Legal Question in Family Law in Virginia
privacy
If I am seeking the help of a therapist to help me come to terms with being a lesbian and wanting a divorce. I also have 3 children. If I use health insurance to pay for the therapist are the records available to the divorce proceedings or are the confidential and not able to be used against me in the divorce?
2 Answers from Attorneys
Re: privacy
It all depends on the weight and degree of relevance of such evidence to the essential issues about to be adjudicated. Bluntly stated,
the Court would have to believe it is darn important to deciding the particular case.
Re: privacy
This is a very good question. It's possible,
whether or not you use health insurance to pay for the therapist, that, if in the course of the discovery phase of the divorce suit, it were discovered by your husband that you had used such a therapist for the purpose which you've mentioned(or even for other reasons), that the court hearing the matter would grant your husband's motion to waive the therapist-patient privilege of confidentiality, if such motion were filed. This means, as a practical matter, that the details of your therapy could be disclosed and become part of the public record in the lawsuit
and, obviously, could be used by your opponent against you in the suit.

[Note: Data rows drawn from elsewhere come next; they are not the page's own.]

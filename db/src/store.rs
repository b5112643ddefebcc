use std::fmt::Debug;

use async_trait::async_trait;
use bson::document::ValueAccessError;
use bson::{Bson, Document};

use abi::errors::Result;
use abi::model::ID_FIELD;
use abi::utils;

/// exact-match conditions, all of which must hold
pub type Filter<'a> = &'a [(&'a str, Bson)];

/// per-record atomic persistence, no multi-record transactions
#[async_trait]
pub trait DocumentStore: Sync + Send + Debug {
    async fn load(&self, collection: &str, id: &str) -> Result<Option<Document>>;

    /// upsert by `_id`, an id is generated when the document has none
    async fn save(&self, collection: &str, doc: Document) -> Result<Document>;

    /// compare-and-swap on the `version` field.
    /// succeeds only when the stored version equals the document's (or the
    /// record is absent and the version is 0); the stored record gets version + 1
    async fn save_versioned(&self, collection: &str, doc: Document) -> Result<Document>;

    /// array fields match when they contain the value; an empty filter lists the collection
    async fn query_by_field(&self, collection: &str, filter: Filter<'_>) -> Result<Vec<Document>>;
}

/// read the string id of the document or give it a fresh one
pub(crate) fn ensure_id(doc: &mut Document) -> Result<String> {
    match doc.get_str(ID_FIELD) {
        Ok(id) => Ok(id.to_string()),
        Err(ValueAccessError::NotPresent) => {
            let id = utils::gen_id();
            doc.insert(ID_FIELD, id.clone());
            Ok(id)
        }
        // only string ids are supported
        Err(e) => Err(e.into()),
    }
}
pub mod friend_request;
pub mod friend_request_status;
pub mod msg;
pub mod post;
pub mod user;

use bson::Document;
use serde::de::DeserializeOwned;
use serde::Serialize;

use crate::errors::Result;

pub use friend_request::FriendRequest;
pub use friend_request_status::FriendStatus;
pub use msg::Message;
pub use post::{Comment, Post};
pub use user::User;

/// primary key field of every stored document
pub const ID_FIELD: &str = "_id";

/// optimistic concurrency counter on documents written through versioned saves
pub const VERSION_FIELD: &str = "version";

/// a typed entity living in its own collection of the document store
pub trait Record: Serialize + DeserializeOwned + Send + Sync {
    const COLLECTION: &'static str;

    fn to_doc(&self) -> Result<Document> {
        Ok(bson::to_document(self)?)
    }

    fn from_doc(doc: Document) -> Result<Self> {
        Ok(bson::from_document(doc)?)
    }
}

#[cfg(test)]
mod tests {
    use super::*;

    #[test]
    fn new_record_has_no_id_field() {
        let doc = Post::new("u1", "hello").to_doc().unwrap();
        assert!(!doc.contains_key(ID_FIELD));
        assert_eq!(doc.get_i64(VERSION_FIELD).unwrap(), 0);
    }

    #[test]
    fn user_friends_survive_document_conversion() {
        let mut user = User::new("a@b.c", "hash").with_id("u1");
        user.friends.insert("u2".to_string());
        let doc = user.to_doc().unwrap();
        assert_eq!(doc.get_str(ID_FIELD).unwrap(), "u1");
        assert_eq!(User::from_doc(doc).unwrap(), user);
    }

    #[test]
    fn friend_request_status_is_stored_uppercase() {
        let req = FriendRequest::pending("u1", "u2", 10);
        let doc = req.to_doc().unwrap();
        assert_eq!(doc.get_str("status").unwrap(), "PENDING");
    }
}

This, of ourse, assumes that the custody and placement of the children and right of visitation of the non-custodial parent would be important issues in the divorce matter. Also, the jurisdiction in which the divorce was filed would be of great importance in determining whether such
a motion would be granted or denied. In other words, whether the jurisdiction was say, Washington D.C. versus Buchanan County, Virginia,
could make a great deal of difference as to whether a waiver of the confidentiality privilege would be granted by the court.